[WHAT YOU ARE ASKED TO DO]
Copy each line of the listing where the word "change" can be found.

[DATA UNDER STUDY]
[Start of section]

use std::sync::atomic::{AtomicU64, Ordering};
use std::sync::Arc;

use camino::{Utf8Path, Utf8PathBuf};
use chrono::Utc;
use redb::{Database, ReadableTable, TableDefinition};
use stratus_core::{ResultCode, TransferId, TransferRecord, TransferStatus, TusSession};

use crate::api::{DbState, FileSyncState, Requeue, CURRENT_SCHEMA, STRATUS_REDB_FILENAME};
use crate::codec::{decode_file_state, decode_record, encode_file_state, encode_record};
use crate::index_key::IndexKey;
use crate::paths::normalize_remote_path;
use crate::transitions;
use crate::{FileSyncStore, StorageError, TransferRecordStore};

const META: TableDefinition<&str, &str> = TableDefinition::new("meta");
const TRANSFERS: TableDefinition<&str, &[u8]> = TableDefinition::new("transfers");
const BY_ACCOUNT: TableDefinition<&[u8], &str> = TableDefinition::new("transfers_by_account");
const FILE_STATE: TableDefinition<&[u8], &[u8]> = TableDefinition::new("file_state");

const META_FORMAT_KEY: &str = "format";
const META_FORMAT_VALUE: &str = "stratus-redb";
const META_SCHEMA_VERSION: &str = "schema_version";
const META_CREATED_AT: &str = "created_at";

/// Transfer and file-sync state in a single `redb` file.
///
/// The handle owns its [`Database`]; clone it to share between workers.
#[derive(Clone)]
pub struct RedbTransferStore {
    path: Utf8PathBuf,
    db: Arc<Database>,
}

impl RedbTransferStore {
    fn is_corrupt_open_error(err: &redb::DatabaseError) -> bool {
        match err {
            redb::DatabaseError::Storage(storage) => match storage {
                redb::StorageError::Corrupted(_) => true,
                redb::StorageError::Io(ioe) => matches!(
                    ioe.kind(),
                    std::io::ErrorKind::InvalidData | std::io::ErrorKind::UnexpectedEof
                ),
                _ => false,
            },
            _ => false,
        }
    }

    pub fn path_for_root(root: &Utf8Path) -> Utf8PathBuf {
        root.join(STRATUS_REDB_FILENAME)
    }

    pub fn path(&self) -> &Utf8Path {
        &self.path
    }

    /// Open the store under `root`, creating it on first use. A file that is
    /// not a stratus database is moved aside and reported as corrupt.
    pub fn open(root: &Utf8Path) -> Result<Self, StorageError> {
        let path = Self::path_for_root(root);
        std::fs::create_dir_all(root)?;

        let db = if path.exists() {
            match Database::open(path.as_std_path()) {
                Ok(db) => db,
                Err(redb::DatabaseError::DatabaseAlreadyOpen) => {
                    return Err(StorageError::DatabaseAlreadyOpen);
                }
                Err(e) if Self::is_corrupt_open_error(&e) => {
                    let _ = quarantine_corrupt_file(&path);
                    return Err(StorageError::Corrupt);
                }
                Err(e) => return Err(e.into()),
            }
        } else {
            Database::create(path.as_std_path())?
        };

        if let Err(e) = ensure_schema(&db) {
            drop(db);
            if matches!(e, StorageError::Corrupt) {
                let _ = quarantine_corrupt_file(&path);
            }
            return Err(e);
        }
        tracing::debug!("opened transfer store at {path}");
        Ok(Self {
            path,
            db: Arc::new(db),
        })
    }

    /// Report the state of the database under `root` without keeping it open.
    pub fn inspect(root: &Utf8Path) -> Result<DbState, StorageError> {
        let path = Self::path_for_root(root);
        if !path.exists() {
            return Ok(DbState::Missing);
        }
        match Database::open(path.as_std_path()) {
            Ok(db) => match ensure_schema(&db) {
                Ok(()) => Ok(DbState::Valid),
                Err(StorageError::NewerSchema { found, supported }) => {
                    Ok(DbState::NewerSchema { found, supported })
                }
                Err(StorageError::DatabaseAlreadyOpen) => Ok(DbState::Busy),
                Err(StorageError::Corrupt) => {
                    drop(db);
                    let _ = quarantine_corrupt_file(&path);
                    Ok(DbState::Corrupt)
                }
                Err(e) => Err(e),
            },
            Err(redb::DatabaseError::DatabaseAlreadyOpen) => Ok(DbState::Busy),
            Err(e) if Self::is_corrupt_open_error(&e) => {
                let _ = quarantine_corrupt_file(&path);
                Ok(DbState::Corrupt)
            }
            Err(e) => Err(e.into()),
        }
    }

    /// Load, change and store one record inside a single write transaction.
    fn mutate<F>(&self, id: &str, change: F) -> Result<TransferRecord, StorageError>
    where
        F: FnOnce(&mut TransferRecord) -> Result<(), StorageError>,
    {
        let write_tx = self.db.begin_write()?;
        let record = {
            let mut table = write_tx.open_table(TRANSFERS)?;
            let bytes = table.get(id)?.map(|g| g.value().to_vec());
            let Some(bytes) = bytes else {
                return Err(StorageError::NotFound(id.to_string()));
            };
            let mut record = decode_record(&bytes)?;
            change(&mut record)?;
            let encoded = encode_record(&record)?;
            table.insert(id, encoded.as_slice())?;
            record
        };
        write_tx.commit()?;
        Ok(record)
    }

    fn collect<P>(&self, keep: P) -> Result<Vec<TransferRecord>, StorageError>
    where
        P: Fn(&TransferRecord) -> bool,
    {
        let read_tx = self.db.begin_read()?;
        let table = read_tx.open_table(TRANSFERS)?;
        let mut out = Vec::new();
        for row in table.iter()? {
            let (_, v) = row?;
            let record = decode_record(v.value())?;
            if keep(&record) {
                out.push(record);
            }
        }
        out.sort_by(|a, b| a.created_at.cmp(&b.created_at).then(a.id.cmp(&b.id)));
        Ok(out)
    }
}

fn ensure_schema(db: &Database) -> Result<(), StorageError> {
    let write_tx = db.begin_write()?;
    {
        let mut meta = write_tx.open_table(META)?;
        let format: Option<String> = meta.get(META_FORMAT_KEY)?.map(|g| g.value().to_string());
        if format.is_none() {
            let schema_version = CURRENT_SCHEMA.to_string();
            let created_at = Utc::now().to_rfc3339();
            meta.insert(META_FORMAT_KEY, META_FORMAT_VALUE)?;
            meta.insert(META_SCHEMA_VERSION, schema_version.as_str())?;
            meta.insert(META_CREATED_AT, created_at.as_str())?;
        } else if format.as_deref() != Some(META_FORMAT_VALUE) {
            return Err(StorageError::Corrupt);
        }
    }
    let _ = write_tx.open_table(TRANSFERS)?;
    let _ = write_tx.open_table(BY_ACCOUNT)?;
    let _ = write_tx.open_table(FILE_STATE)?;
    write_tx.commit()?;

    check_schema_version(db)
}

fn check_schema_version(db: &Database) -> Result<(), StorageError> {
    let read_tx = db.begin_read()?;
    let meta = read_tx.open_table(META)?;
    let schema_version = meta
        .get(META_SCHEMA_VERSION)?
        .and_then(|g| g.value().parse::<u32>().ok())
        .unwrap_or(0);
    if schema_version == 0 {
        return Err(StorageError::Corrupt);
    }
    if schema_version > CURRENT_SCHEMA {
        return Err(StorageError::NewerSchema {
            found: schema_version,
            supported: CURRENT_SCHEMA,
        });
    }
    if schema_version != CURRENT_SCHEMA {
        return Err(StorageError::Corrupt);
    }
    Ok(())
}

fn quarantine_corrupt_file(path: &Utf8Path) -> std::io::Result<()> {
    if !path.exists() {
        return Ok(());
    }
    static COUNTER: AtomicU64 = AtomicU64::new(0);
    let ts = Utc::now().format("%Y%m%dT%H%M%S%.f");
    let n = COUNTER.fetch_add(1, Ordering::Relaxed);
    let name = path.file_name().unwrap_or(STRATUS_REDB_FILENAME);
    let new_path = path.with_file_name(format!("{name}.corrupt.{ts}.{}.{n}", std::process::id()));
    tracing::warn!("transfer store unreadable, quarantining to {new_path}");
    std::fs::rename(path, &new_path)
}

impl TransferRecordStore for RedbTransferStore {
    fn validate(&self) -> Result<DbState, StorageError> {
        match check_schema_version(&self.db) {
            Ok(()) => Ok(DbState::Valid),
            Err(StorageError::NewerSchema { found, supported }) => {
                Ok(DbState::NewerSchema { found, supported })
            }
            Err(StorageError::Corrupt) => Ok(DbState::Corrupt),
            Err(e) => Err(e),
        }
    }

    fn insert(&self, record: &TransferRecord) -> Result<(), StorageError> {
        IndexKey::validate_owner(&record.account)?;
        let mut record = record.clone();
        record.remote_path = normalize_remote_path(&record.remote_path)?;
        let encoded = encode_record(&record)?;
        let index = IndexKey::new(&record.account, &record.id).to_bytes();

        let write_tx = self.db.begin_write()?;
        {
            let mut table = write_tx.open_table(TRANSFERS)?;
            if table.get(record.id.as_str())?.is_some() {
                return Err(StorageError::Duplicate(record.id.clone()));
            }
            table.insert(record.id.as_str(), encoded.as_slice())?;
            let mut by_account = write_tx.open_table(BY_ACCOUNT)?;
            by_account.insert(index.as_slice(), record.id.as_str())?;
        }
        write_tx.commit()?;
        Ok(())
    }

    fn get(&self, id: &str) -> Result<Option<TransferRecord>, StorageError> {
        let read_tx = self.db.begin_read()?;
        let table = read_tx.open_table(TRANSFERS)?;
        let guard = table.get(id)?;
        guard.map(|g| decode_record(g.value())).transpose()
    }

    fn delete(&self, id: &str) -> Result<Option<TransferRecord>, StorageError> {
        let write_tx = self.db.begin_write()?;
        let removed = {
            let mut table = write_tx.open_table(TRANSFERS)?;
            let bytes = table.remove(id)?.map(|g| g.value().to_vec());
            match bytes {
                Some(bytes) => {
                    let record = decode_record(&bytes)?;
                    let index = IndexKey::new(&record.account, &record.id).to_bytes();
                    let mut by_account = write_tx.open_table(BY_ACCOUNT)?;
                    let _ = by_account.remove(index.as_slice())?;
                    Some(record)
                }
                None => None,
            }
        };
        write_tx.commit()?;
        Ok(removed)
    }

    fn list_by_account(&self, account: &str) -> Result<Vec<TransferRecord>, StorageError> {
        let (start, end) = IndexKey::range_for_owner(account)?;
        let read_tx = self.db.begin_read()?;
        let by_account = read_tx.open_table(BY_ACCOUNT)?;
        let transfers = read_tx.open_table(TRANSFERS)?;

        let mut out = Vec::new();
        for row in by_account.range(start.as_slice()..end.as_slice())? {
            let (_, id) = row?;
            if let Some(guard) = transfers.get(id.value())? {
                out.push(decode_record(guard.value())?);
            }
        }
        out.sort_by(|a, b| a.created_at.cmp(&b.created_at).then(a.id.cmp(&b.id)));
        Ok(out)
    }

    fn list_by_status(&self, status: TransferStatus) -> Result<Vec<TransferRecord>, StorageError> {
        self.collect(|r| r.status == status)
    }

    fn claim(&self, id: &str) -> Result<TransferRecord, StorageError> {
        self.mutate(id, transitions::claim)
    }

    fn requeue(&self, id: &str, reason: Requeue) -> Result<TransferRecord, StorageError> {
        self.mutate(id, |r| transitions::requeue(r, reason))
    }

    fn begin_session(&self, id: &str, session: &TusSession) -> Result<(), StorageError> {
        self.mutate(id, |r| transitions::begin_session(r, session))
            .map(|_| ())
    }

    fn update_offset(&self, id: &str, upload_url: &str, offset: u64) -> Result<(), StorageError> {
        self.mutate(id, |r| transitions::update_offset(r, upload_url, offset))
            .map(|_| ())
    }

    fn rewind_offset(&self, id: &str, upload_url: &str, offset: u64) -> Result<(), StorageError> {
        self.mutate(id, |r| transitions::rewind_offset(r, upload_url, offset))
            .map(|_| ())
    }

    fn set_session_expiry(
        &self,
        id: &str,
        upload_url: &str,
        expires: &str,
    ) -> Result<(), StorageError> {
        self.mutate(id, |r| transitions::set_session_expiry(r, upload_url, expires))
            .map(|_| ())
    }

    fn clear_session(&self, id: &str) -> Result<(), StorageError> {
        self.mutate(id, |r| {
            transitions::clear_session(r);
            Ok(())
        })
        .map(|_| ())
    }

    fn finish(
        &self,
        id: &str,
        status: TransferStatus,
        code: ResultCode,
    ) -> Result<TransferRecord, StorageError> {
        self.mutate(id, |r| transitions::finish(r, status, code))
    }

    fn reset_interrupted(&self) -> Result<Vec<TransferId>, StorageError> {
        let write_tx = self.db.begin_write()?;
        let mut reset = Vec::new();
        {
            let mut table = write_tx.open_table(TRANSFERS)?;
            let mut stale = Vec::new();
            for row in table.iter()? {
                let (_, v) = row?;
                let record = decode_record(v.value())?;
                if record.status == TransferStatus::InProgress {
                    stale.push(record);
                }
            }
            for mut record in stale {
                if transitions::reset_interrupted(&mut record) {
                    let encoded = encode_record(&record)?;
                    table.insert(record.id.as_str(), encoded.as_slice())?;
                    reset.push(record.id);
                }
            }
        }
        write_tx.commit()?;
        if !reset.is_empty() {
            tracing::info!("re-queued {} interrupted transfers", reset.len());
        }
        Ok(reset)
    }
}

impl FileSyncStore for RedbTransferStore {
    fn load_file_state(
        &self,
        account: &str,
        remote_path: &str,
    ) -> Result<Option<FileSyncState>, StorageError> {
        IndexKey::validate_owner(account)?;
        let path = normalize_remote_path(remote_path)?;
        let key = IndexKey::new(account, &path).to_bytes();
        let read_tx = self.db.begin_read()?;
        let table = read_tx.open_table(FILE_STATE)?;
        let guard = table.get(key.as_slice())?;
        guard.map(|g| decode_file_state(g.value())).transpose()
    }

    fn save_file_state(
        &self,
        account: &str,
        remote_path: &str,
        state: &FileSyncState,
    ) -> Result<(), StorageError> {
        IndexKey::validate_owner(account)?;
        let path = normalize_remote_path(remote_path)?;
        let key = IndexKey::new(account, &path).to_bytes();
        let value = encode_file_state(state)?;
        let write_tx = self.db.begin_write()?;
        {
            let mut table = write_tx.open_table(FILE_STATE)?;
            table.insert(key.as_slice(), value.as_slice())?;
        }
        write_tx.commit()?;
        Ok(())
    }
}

[End of section]

[TASK RESULT]
    /// Load, change and store one record inside a single write transaction.
    fn mutate<F>(&self, id: &str, change: F) -> Result<TransferRecord, StorageError>
            change(&mut record)?;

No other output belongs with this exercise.